Two Plus Two Older Archives  

Go Back   Two Plus Two Older Archives > General Poker Discussion > Poker Theory
FAQ Community Calendar Today's Posts Search

Reply
 
Thread Tools Display Modes
  #1  
Old 03-23-2004, 08:27 PM
BillC BillC is offline
Member
 
Join Date: Sep 2002
Posts: 43
Default Estimating EV and SD

Assume a SD of about 10 big bets for an hour of play. Assume a confidence level of 95%.
Then it takes at least 40,000 hours of play to estimate your hourly EV to within .1 big bets. It takes at least 10,000 hours for a margin of error of .2. 1600 hours for margin of error of .5 bbs. General formula: 2 times variance/E^2, where variance = SD^2 and E-margin of error. Consequence, very few people a good fix on their EV, and there is a lot of wild guesswork published.

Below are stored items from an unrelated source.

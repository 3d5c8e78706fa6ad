/* This Source Code Form is subject to the terms of the Mozilla Public
 * License, v. 2.0. If a copy of the MPL was not distributed with this
 * file, You can obtain one at http://mozilla.org/MPL/2.0/. */

use url::Url;

use crate::request::RequestBuilder;

/// An HTTP method that can be used when sending a request.
#[derive(Debug, Clone, Copy, PartialEq, Eq)]
pub enum Method {
    GET,
    POST,
    PUT,
    DELETE,
    HEAD,
    PATCH,
}

impl Method {
    /// Convenience to easily convert enum members into strings, e.g. for
    /// logging outgoing requests.
    pub fn as_str(&self) -> &'static str {
        match self {
            Method::GET => "GET",
            Method::POST => "POST",
            Method::PUT => "PUT",
            Method::DELETE => "DELETE",
            Method::HEAD => "HEAD",
            Method::PATCH => "PATCH",
        }
    }
}

/// An HTTP client capable of building and sending requests.
///
/// The underlying agent is configured so that 4xx/5xx responses are returned
/// as regular [`Response`](crate::Response) values rather than errors; status
/// interpretation belongs to the consumer (see
/// [`Response::error_from_status`](crate::Response::error_from_status)).
#[derive(Clone)]
pub struct Client {
    agent: ureq::Agent,
}

impl Default for Client {
    fn default() -> Self {
        Self::new()
    }
}

impl Client {
    /// Creates a new HTTP client.
    pub fn new() -> Client {
        let agent = ureq::Agent::config_builder()
            .http_status_as_error(false)
            .build()
            .new_agent();

        Client { agent }
    }

    /// Starts building an HTTP request to the given method and URL.
    pub fn request<'rb>(
        &'rb self,
        method: Method,
        url: &'rb Url,
    ) -> crate::Result<RequestBuilder<'rb>> {
        RequestBuilder::new(&self.agent, method, url)
    }

    /// Shorthand for [`request`][req] for a GET request.
    ///
    /// [req]: crate::client::Client::request
    pub fn get<'rb>(&'rb self, url: &'rb Url) -> crate::Result<RequestBuilder<'rb>> {
        self.request(Method::GET, url)
    }

    /// Shorthand for [`request`][req] for a POST request.
    ///
    /// [req]: crate::client::Client::request
    pub fn post<'rb>(&'rb self, url: &'rb Url) -> crate::Result<RequestBuilder<'rb>> {
        self.request(Method::POST, url)
    }

    /// Shorthand for [`request`][req] for a PUT request.
    ///
    /// [req]: crate::client::Client::request
    pub fn put<'rb>(&'rb self, url: &'rb Url) -> crate::Result<RequestBuilder<'rb>> {
        self.request(Method::PUT, url)
    }

    /// Shorthand for [`request`][req] for a PATCH request.
    ///
    /// [req]: crate::client::Client::request
    pub fn patch<'rb>(&'rb self, url: &'rb Url) -> crate::Result<RequestBuilder<'rb>> {
        self.request(Method::PATCH, url)
    }

    /// Shorthand for [`request`][req] for a DELETE request.
    ///
    /// [req]: crate::client::Client::request
    pub fn delete<'rb>(&'rb self, url: &'rb Url) -> crate::Result<RequestBuilder<'rb>> {
        self.request(Method::DELETE, url)
    }
}

#[cfg(test)]
mod tests {
    use super::Method;

    #[test]
    fn method_names() {
        assert_eq!(Method::GET.as_str(), "GET");
        assert_eq!(Method::PATCH.as_str(), "PATCH");
        assert_eq!(Method::DELETE.as_str(), "DELETE");
    }
}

Otoh, it takes only about 200 hours to estimate ones SD to within 10% (using chi-square distribution).
Reply With Quote
  #2  
Old 03-26-2004, 08:43 AM
pzhon pzhon is offline
Member
 
Join Date: Mar 2004
Posts: 66
Default Re: Estimating EV and SD

[ QUOTE ]
Otoh, it takes only about 200 hours to estimate ones SD to within 10% (using chi-square distribution).

[/ QUOTE ]

Ok, I'll bite. What's the method of estimating the error in the standard deviation estimate? I'm more familiar with probability than statistics, but don't you typically need to assume something about the 4th moment of the distribution? That's easy to estimate coarsely in limit poker, but tough in no-limit.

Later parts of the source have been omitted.